There have been instances on an occasion or two to defend the organization with private messages to news outlets, but nothing is made in public.

This is precisely how he's preferred it to be. And it's just what he went against when launching full thermonuclear on Rodgers on that day.

The directive from the club is that he stepped down, but reviewing Desmond's criticism, line by line, one must question why he allow it to reach such a critical point?

If Rodgers is guilty of all of the things that Desmond is claiming he's responsible for, then it's fair to inquire why was the coach not dismissed?

He has charged him of spinning things in open forums that were inconsistent with the facts.

He says Rodgers' statements "have contributed to a hostile atmosphere around the team and fuelled hostility towards individuals of the management and the directors. A portion of the criticism aimed at them, and at their families, has been entirely unjustified and unacceptable."

Such an remarkable allegation, indeed. Lawyers might be preparing as we discuss.

'Rodgers' Aspirations Clashed with the Club's Model Again

Looking back to better times, they were tight, the two men. The manager praised Desmond at every turn, thanked him whenever possible. Brendan deferred to him and, truly, to no one other.

This was Desmond who took the criticism when his returned occurred, after the previous manager.

It was the most divisive appointment, the reappearance of the returning hero for some supporters or, as other supporters would have described it, the return of the unapologetic figure, who departed in the difficulty for another club.

Desmond had his back. Gradually, the manager employed the persuasion, delivered the wins and the trophies, and an fragile peace with the supporters became a love-in again.

There was always - always - going to be a moment when his goals clashed with the club's operational approach, however.

It happened in his first incarnation and it transpired again, with added intensity, over the last year. He publicly commented about the sluggish way Celtic conducted their player acquisitions, the endless waiting for targets to be landed, then not landed, as was frequently the situation as far as he was believed.

Repeatedly he spoke about the need for what he termed "flexibility" in the market. The fans concurred with him.

Even when the organization splurged record amounts of money in a calendar year on the £11m one signing, the costly another player and the £6m Auston Trusty - all of whom have performed well to date, with Idah since having left - Rodgers demanded more and more and, oftentimes, he expressed this in public.

He planted a controversy about a lack of cohesion within the club and then walked away. When asked about his comments at his next media briefing he would usually minimize it and almost reverse what he stated.

Internal issues? Not at all, everybody is aligned, he'd claim. It appeared like he was engaging in a risky strategy.

A few months back there was a report in a newspaper that allegedly came from a source associated with the club. It said that the manager was damaging Celtic with his open criticisms and that his true aim was orchestrating his exit strategy.

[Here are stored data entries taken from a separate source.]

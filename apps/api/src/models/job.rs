#![allow(dead_code)]

use anyhow::bail;
use chrono::{DateTime, Utc};
use serde::{Deserialize, Serialize};
use sqlx::FromRow;
use uuid::Uuid;

/// Employment type of a posting.
#[derive(Debug, Clone, Copy, PartialEq, Eq, Serialize, Deserialize)]
#[serde(rename_all = "kebab-case")]
pub enum JobType {
    FullTime,
    PartTime,
    Contract,
    Freelance,
    Internship,
}

impl JobType {
    pub const fn as_str(self) -> &'static str {
        match self {
            Self::FullTime => "full-time",
            Self::PartTime => "part-time",
            Self::Contract => "contract",
            Self::Freelance => "freelance",
            Self::Internship => "internship",
        }
    }

    pub fn parse(s: &str) -> Option<Self> {
        match s {
            "full-time" => Some(Self::FullTime),
            "part-time" => Some(Self::PartTime),
            "contract" => Some(Self::Contract),
            "freelance" => Some(Self::Freelance),
            "internship" => Some(Self::Internship),
            _ => None,
        }
    }
}

/// Where the work happens.
#[derive(Debug, Clone, Copy, PartialEq, Eq, Serialize, Deserialize)]
#[serde(rename_all = "kebab-case")]
pub enum WorkplaceType {
    OnSite,
    Hybrid,
    Remote,
}

impl WorkplaceType {
    pub const fn as_str(self) -> &'static str {
        match self {
            Self::OnSite => "on-site",
            Self::Hybrid => "hybrid",
            Self::Remote => "remote",
        }
    }

    pub fn parse(s: &str) -> Option<Self> {
        match s {
            "on-site" => Some(Self::OnSite),
            "hybrid" => Some(Self::Hybrid),
            "remote" => Some(Self::Remote),
            _ => None,
        }
    }
}

/// Publication state. Listings are taken down by flipping status or
/// `is_active` rather than deleting the row in most flows.
#[derive(Debug, Clone, Copy, PartialEq, Eq, Serialize, Deserialize)]
#[serde(rename_all = "lowercase")]
pub enum JobStatus {
    Draft,
    Published,
}

impl JobStatus {
    pub const fn as_str(self) -> &'static str {
        match self {
            Self::Draft => "draft",
            Self::Published => "published",
        }
    }

    pub fn parse(s: &str) -> Option<Self> {
        match s {
            "draft" => Some(Self::Draft),
            "published" => Some(Self::Published),
            _ => None,
        }
    }
}

/// A job posting owned by a company account. Students only ever see postings
/// with `status = published` and `is_active = true`.
#[derive(Debug, Clone, PartialEq, Serialize, Deserialize)]
#[serde(rename_all = "camelCase")]
pub struct JobPosting {
    pub id: Uuid,
    pub company_id: Uuid,
    pub title: String,
    pub department: Option<String>,
    #[serde(rename = "type")]
    pub job_type: JobType,
    pub workplace_type: WorkplaceType,
    pub location: String,
    pub skills: Vec<String>,
    pub status: JobStatus,
    pub is_active: bool,
    pub created_at: DateTime<Utc>,
}

/// Partial update applied on the posting-edit path. `None` leaves the field
/// untouched; status/`is_active` changes are how listings get taken down.
#[derive(Debug, Clone, Default)]
pub struct JobPostingUpdate {
    pub title: Option<String>,
    pub department: Option<String>,
    pub job_type: Option<JobType>,
    pub workplace_type: Option<WorkplaceType>,
    pub location: Option<String>,
    pub skills: Option<Vec<String>>,
    pub status: Option<JobStatus>,
    pub is_active: Option<bool>,
}

impl JobPostingUpdate {
    pub fn is_empty(&self) -> bool {
        self.title.is_none()
            && self.department.is_none()
            && self.job_type.is_none()
            && self.workplace_type.is_none()
            && self.location.is_none()
            && self.skills.is_none()
            && self.status.is_none()
            && self.is_active.is_none()
    }

    pub fn apply_to(self, posting: &mut JobPosting) {
        if let Some(title) = self.title {
            posting.title = title;
        }
        if let Some(department) = self.department {
            posting.department = Some(department);
        }
        if let Some(job_type) = self.job_type {
            posting.job_type = job_type;
        }
        if let Some(workplace_type) = self.workplace_type {
            posting.workplace_type = workplace_type;
        }
        if let Some(location) = self.location {
            posting.location = location;
        }
        if let Some(skills) = self.skills {
            posting.skills = skills;
        }
        if let Some(status) = self.status {
            posting.status = status;
        }
        if let Some(is_active) = self.is_active {
            posting.is_active = is_active;
        }
    }
}

/// Raw `job_postings` row. Enum columns are stored as their wire labels in
/// TEXT, skills as TEXT[].
#[derive(Debug, Clone, FromRow)]
pub struct JobPostingRow {
    pub id: Uuid,
    pub company_id: Uuid,
    pub title: String,
    pub department: Option<String>,
    pub job_type: String,
    pub workplace_type: String,
    pub location: String,
    pub skills: Vec<String>,
    pub status: String,
    pub is_active: bool,
    pub created_at: DateTime<Utc>,
}

impl TryFrom<JobPostingRow> for JobPosting {
    type Error = anyhow::Error;

    fn try_from(row: JobPostingRow) -> Result<Self, Self::Error> {
        let Some(job_type) = JobType::parse(&row.job_type) else {
            bail!("row {}: unrecognized job type '{}'", row.id, row.job_type);
        };
        let Some(workplace_type) = WorkplaceType::parse(&row.workplace_type) else {
            bail!(
                "row {}: unrecognized workplace type '{}'",
                row.id,
                row.workplace_type
            );
        };
        let Some(status) = JobStatus::parse(&row.status) else {
            bail!("row {}: unrecognized status '{}'", row.id, row.status);
        };

        Ok(JobPosting {
            id: row.id,
            company_id: row.company_id,
            title: row.title,
            department: row.department,
            job_type,
            workplace_type,
            location: row.location,
            skills: row.skills,
            status,
            is_active: row.is_active,
            created_at: row.created_at,
        })
    }
}
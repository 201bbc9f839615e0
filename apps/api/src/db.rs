use anyhow::Result;
use sqlx::postgres::PgPoolOptions;
use sqlx::PgPool;
use tracing::info;

use crate::config::Config;

/// Creates and returns a PostgreSQL connection pool for the job-posting store.
pub async fn create_pool(config: &Config) -> Result<PgPool> {
    info!("Connecting to PostgreSQL...");

    let pool = PgPoolOptions::new()
        .max_connections(config.database_max_connections)
        .connect(&config.database_url)
        .await?;

    info!(
        "PostgreSQL connection pool established (max {} connections)",
        config.database_max_connections
    );
    Ok(pool)
}
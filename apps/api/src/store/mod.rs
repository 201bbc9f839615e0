//! Job-posting storage port and its backends.

use async_trait::async_trait;
use uuid::Uuid;

use crate::models::job::{JobPosting, JobPostingUpdate};
use crate::search::query::JobQuery;

#[cfg(test)]
pub mod memory;
pub mod postgres;

/// Error enumeration for job-store failures.
#[derive(Debug, thiserror::Error)]
pub enum StoreError {
    #[error("posting not found")]
    NotFound,
    #[error("job store unavailable: {0}")]
    Unavailable(String),
    #[error("corrupt posting data: {0}")]
    Data(String),
}

/// Storage abstraction over the job-posting collection: filtered-and-sorted
/// find plus create/update/delete by id. Handlers only ever see this trait,
/// so search semantics can be exercised against an in-memory double.
#[async_trait]
pub trait JobStore: Send + Sync {
    async fn search(&self, query: &JobQuery) -> Result<Vec<JobPosting>, StoreError>;
    async fn create(&self, posting: JobPosting) -> Result<JobPosting, StoreError>;
    async fn update(&self, id: Uuid, update: JobPostingUpdate) -> Result<(), StoreError>;
    async fn delete(&self, id: Uuid) -> Result<(), StoreError>;
}
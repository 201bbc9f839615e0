pub mod health;

use axum::{
    routing::{get, post},
    Router,
};

use crate::search::handlers as search;
use crate::state::AppState;
use crate::verification::handlers as verification;

pub fn build_router(state: AppState) -> Router {
    Router::new()
        .route("/health", get(health::health_handler))
        // Job search
        .route("/api/v1/jobs", get(search::handle_search_jobs))
        .route(
            "/api/v1/companies/:company_id/jobs",
            get(search::handle_company_jobs),
        )
        // Email verification
        .route(
            "/api/v1/verification/send",
            post(verification::handle_send_code),
        )
        .route(
            "/api/v1/verification/verify",
            post(verification::handle_verify_code),
        )
        .with_state(state)
}
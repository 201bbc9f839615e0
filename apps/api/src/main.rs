mod config;
mod db;
mod errors;
mod mailer;
mod models;
mod routes;
mod search;
mod state;
mod store;
mod verification;

use anyhow::Result;
use std::net::SocketAddr;
use std::sync::Arc;
use tower_http::{cors::CorsLayer, trace::TraceLayer};
use tracing::info;
use tracing_subscriber::{layer::SubscriberExt, util::SubscriberInitExt, EnvFilter};

use crate::config::Config;
use crate::db::create_pool;
use crate::mailer::SmtpMailer;
use crate::routes::build_router;
use crate::state::AppState;
use crate::store::postgres::PgJobStore;
use crate::verification::store::RedisCodeStore;

#[tokio::main]
async fn main() -> Result<()> {
    // Load configuration first (fails on missing required env vars)
    let config = Config::from_env()?;

    // Initialize structured logging
    tracing_subscriber::registry()
        .with(EnvFilter::try_from_default_env().unwrap_or_else(|_| {
            EnvFilter::new(format!("{}={}", env!("CARGO_PKG_NAME"), &config.rust_log))
        }))
        .with(tracing_subscriber::fmt::layer())
        .init();

    info!("Starting job-board API v{}", env!("CARGO_PKG_VERSION"));

    // Initialize PostgreSQL (job postings)
    let pool = create_pool(&config).await?;

    // Initialize Redis (verification codes)
    let redis = redis::Client::open(config.redis_url.clone())?;
    info!("Redis client initialized");

    // Initialize SMTP transport (verification emails)
    let mailer = SmtpMailer::from_config(&config)?;
    info!("SMTP transport initialized (relay: {})", config.smtp_server);

    // Build app state; every port is an explicit dependency, never a global
    let state = AppState {
        jobs: Arc::new(PgJobStore::new(pool)),
        codes: Arc::new(RedisCodeStore::new(redis)),
        mailer: Arc::new(mailer),
        config: config.clone(),
    };

    // Build router
    let app = build_router(state)
        .layer(TraceLayer::new_for_http())
        .layer(CorsLayer::permissive()); // TODO: tighten CORS in production

    let addr: SocketAddr = format!("0.0.0.0:{}", config.port).parse()?;
    info!("Listening on {addr}");

    let listener = tokio::net::TcpListener::bind(addr).await?;
    axum::serve(listener, app).await?;

    Ok(())
}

He didn't want to be there and he was engineering his exit, this was the tone of the story.

Supporters were enraged. They then viewed him as akin to a sacrificial figure who might be removed on his shield because his board members wouldn't back his plans to achieve success.

The leak was damaging, naturally, and it was intended to hurt him, which it did. He demanded for an inquiry and for the guilty person to be dismissed. Whether there was a examination then we heard no more about it.

At that point it was clear Rodgers was losing the backing of the people in charge.

The regular {gripes

Stacey Hines
Stacey Hines

A tech enthusiast and business strategist with over 10 years of experience in digital transformation and startup consulting.